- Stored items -
=== Section Start ===
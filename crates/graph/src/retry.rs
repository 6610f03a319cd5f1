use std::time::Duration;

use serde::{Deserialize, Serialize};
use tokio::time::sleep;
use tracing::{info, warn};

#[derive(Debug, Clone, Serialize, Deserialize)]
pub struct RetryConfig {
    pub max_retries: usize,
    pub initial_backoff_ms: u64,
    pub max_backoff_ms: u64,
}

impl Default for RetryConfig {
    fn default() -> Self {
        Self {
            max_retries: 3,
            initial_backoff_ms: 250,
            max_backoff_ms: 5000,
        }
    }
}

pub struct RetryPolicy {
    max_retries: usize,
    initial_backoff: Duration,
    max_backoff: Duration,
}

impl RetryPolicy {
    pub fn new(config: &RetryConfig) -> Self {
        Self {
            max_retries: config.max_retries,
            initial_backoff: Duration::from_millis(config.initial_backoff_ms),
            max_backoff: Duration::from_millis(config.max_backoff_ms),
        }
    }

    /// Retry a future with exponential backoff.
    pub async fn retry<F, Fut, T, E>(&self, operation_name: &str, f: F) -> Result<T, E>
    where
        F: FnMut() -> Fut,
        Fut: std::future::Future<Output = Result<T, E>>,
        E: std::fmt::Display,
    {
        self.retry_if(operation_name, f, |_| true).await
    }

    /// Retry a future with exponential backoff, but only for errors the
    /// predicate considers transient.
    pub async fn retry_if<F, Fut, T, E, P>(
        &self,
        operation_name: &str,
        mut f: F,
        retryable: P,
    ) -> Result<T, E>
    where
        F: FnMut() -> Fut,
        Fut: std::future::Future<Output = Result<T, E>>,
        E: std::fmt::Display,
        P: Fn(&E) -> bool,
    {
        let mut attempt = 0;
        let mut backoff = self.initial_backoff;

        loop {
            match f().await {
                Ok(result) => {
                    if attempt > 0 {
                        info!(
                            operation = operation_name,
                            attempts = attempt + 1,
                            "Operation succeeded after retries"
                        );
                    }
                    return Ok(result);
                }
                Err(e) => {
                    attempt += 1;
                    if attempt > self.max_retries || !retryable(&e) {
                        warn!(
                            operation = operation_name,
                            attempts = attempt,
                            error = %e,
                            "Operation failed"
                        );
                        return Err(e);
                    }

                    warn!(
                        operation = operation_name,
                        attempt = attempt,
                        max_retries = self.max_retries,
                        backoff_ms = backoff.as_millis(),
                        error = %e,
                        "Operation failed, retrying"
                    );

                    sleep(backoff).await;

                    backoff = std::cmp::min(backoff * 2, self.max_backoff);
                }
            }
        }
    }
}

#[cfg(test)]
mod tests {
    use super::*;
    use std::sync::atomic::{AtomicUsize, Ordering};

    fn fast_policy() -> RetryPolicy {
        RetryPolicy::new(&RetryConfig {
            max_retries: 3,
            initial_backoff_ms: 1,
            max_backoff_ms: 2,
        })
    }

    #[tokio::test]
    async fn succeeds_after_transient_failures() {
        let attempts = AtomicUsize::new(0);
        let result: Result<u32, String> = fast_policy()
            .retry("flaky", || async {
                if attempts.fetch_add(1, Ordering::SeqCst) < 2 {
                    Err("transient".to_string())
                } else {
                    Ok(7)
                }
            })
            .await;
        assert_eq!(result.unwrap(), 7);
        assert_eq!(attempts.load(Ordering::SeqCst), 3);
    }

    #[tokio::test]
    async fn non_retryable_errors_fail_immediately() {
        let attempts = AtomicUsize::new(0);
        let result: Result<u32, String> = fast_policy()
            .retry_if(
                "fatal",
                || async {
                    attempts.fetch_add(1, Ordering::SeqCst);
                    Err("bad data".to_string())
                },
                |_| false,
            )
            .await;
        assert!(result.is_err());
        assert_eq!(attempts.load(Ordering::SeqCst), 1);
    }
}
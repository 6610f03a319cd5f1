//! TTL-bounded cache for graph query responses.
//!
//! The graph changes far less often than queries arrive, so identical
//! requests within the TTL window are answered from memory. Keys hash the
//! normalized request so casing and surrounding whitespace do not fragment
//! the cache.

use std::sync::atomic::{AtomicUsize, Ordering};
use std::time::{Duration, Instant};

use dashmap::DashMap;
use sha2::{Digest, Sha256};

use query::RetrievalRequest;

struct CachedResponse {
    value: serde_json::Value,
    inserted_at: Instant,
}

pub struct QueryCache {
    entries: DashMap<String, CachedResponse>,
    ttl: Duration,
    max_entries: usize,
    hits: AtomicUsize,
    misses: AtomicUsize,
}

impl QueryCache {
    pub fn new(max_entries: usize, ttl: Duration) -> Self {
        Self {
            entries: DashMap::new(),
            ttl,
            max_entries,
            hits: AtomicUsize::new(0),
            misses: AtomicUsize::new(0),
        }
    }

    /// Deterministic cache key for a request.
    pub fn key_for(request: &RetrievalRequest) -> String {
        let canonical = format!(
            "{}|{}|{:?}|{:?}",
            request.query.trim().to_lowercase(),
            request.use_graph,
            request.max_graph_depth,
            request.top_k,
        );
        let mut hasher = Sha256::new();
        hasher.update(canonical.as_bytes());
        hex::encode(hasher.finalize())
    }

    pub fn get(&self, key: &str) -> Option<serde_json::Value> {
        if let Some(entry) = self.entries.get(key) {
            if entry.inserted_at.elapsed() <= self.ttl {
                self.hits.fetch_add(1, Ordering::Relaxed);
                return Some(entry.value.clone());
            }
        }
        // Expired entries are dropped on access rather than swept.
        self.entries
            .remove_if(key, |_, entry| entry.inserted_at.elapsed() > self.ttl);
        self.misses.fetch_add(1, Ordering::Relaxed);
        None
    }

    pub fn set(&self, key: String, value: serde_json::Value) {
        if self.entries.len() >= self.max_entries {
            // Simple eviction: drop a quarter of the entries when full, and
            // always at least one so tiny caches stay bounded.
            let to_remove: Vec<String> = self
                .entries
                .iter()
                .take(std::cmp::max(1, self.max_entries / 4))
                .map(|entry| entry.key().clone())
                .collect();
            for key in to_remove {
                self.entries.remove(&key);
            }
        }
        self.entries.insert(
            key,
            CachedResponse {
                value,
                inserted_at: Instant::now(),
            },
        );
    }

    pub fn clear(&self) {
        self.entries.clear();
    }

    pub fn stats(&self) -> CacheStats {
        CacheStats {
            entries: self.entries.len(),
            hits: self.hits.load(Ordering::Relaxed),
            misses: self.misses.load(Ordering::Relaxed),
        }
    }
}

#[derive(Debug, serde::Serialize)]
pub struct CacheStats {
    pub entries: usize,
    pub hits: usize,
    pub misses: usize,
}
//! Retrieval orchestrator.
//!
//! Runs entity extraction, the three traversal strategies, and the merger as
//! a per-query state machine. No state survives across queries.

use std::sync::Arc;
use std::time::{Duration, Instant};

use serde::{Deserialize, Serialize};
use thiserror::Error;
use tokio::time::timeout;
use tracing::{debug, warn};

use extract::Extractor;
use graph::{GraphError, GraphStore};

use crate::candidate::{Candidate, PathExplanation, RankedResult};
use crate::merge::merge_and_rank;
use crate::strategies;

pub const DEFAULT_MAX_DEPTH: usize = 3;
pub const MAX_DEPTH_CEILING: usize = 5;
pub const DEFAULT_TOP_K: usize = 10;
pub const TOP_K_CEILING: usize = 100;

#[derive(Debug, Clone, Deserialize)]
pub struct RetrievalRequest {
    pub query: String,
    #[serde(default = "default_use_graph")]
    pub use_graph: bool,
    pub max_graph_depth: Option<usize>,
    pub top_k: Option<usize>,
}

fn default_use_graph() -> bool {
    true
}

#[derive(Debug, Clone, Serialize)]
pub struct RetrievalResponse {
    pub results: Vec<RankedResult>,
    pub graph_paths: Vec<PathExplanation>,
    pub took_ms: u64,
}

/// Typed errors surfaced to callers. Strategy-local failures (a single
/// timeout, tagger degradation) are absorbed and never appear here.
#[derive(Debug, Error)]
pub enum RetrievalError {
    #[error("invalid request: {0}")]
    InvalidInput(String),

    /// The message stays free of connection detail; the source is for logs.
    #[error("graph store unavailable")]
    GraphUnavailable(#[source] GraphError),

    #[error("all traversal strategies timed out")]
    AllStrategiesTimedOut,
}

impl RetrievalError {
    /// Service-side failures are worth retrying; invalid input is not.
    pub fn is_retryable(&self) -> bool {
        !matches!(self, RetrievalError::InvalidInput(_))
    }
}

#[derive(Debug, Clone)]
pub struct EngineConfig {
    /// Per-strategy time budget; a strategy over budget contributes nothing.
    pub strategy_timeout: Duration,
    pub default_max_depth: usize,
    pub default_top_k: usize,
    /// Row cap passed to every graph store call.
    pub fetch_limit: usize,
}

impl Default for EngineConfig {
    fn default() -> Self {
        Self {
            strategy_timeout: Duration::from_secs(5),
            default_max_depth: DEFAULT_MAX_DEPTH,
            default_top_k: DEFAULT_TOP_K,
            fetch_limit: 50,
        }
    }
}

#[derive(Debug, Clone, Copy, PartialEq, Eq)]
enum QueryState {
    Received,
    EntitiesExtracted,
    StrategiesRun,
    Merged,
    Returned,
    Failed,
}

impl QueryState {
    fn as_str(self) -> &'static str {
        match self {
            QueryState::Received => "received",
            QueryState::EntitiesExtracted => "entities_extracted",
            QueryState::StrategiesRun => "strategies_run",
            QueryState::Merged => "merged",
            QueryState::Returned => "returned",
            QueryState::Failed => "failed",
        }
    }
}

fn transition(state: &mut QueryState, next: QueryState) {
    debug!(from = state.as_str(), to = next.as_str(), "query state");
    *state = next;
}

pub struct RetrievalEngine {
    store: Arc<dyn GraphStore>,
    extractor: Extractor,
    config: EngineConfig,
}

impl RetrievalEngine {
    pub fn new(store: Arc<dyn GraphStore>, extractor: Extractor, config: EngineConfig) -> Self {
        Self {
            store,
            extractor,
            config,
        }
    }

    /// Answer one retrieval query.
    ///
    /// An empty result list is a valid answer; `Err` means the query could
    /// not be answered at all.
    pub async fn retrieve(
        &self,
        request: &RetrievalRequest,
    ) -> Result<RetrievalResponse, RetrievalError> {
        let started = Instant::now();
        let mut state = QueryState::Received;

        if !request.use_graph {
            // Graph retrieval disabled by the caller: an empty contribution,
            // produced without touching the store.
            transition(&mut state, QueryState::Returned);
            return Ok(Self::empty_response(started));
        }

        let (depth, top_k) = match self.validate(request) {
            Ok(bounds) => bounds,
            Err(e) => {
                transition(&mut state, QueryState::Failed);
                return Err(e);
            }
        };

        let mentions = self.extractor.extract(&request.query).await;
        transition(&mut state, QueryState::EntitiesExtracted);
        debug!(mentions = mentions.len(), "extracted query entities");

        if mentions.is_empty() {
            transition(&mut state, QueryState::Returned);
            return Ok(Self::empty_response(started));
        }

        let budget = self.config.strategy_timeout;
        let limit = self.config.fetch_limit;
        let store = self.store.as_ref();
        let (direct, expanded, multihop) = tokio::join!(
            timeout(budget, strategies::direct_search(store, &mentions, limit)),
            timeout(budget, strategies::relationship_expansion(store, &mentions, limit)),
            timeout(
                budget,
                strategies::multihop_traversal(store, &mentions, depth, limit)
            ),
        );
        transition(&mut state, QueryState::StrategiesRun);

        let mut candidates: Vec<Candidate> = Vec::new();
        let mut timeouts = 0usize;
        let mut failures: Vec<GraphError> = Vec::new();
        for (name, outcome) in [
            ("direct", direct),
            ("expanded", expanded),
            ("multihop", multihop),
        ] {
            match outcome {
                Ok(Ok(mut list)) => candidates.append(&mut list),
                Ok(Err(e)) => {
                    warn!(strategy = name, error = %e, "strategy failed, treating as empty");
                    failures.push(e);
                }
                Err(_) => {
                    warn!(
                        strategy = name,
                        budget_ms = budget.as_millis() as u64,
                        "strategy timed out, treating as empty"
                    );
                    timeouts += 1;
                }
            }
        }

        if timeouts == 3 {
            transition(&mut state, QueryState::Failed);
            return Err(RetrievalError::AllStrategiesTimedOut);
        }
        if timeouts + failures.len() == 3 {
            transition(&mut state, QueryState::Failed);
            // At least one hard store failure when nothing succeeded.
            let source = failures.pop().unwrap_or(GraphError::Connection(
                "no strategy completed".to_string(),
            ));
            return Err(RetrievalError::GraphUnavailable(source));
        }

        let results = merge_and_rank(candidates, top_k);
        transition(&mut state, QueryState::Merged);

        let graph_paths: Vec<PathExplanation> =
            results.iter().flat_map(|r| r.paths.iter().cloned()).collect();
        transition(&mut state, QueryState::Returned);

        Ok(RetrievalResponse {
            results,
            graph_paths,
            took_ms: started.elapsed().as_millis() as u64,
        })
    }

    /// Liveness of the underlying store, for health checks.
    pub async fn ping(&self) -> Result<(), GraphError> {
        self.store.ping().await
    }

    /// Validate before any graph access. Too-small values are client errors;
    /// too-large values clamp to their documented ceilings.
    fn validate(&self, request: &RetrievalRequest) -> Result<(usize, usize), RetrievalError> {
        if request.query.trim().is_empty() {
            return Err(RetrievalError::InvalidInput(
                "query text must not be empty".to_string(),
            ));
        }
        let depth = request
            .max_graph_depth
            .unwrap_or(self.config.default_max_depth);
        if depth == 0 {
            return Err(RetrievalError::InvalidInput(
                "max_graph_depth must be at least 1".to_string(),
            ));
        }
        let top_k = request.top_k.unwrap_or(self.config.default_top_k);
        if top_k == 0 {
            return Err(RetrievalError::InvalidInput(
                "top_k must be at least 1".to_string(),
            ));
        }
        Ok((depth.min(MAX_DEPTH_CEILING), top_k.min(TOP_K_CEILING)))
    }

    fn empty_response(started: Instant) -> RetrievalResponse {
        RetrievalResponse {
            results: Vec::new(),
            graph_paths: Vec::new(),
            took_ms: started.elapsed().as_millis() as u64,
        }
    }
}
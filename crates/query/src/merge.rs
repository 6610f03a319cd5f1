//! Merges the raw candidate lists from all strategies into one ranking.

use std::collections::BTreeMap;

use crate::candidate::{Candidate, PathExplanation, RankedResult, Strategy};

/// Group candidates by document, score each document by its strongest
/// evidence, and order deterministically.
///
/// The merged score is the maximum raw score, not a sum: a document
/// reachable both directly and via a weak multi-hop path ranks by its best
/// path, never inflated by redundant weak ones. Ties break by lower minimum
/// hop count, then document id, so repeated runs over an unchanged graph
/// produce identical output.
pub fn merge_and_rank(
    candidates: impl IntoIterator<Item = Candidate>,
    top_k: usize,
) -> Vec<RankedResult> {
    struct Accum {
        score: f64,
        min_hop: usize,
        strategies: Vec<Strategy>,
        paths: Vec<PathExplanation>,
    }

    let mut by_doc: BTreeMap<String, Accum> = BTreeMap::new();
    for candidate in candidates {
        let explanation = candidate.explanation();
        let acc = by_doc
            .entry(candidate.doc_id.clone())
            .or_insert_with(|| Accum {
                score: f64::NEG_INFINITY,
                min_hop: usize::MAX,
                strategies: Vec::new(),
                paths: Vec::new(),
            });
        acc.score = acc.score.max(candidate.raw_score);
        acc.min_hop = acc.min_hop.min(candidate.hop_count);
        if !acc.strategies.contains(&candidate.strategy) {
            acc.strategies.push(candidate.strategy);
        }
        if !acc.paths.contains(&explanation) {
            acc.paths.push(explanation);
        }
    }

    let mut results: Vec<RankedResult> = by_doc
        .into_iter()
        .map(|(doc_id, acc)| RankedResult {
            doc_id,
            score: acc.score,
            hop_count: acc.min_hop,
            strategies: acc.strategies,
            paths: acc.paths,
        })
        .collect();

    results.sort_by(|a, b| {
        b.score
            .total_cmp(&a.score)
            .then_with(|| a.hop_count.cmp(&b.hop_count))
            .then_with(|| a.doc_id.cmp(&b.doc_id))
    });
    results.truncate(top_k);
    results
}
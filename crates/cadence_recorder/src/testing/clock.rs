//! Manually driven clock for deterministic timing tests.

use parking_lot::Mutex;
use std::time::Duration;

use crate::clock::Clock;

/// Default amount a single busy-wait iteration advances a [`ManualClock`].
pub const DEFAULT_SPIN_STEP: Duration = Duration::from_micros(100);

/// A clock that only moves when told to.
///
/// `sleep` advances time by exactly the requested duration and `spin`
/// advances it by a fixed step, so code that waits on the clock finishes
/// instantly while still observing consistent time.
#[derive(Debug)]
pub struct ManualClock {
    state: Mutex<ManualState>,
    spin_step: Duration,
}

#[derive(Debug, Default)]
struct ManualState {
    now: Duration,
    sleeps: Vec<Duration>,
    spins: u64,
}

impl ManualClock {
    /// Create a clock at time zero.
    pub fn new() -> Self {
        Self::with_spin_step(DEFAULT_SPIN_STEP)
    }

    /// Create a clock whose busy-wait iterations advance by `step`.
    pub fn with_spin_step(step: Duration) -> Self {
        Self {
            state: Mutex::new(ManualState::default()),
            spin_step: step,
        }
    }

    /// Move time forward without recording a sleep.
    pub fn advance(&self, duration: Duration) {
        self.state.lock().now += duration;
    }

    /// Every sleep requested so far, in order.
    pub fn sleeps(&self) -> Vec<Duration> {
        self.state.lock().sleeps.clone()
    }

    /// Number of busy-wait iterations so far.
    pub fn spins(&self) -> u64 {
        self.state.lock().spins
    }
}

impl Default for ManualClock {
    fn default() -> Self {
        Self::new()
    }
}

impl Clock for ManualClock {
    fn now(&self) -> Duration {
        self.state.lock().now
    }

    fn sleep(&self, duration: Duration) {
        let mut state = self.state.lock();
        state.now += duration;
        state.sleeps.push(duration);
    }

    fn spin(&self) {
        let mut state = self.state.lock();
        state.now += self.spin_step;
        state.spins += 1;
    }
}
=== Section End ===
- EXERCISE PROMPT -
Return, from the data above, each line in which the string "must" appears.

- RESPONSE TO THIS EXERCISE -
                "query text must not be empty".to_string(),
                "max_graph_depth must be at least 1".to_string(),
                "top_k must be at least 1".to_string(),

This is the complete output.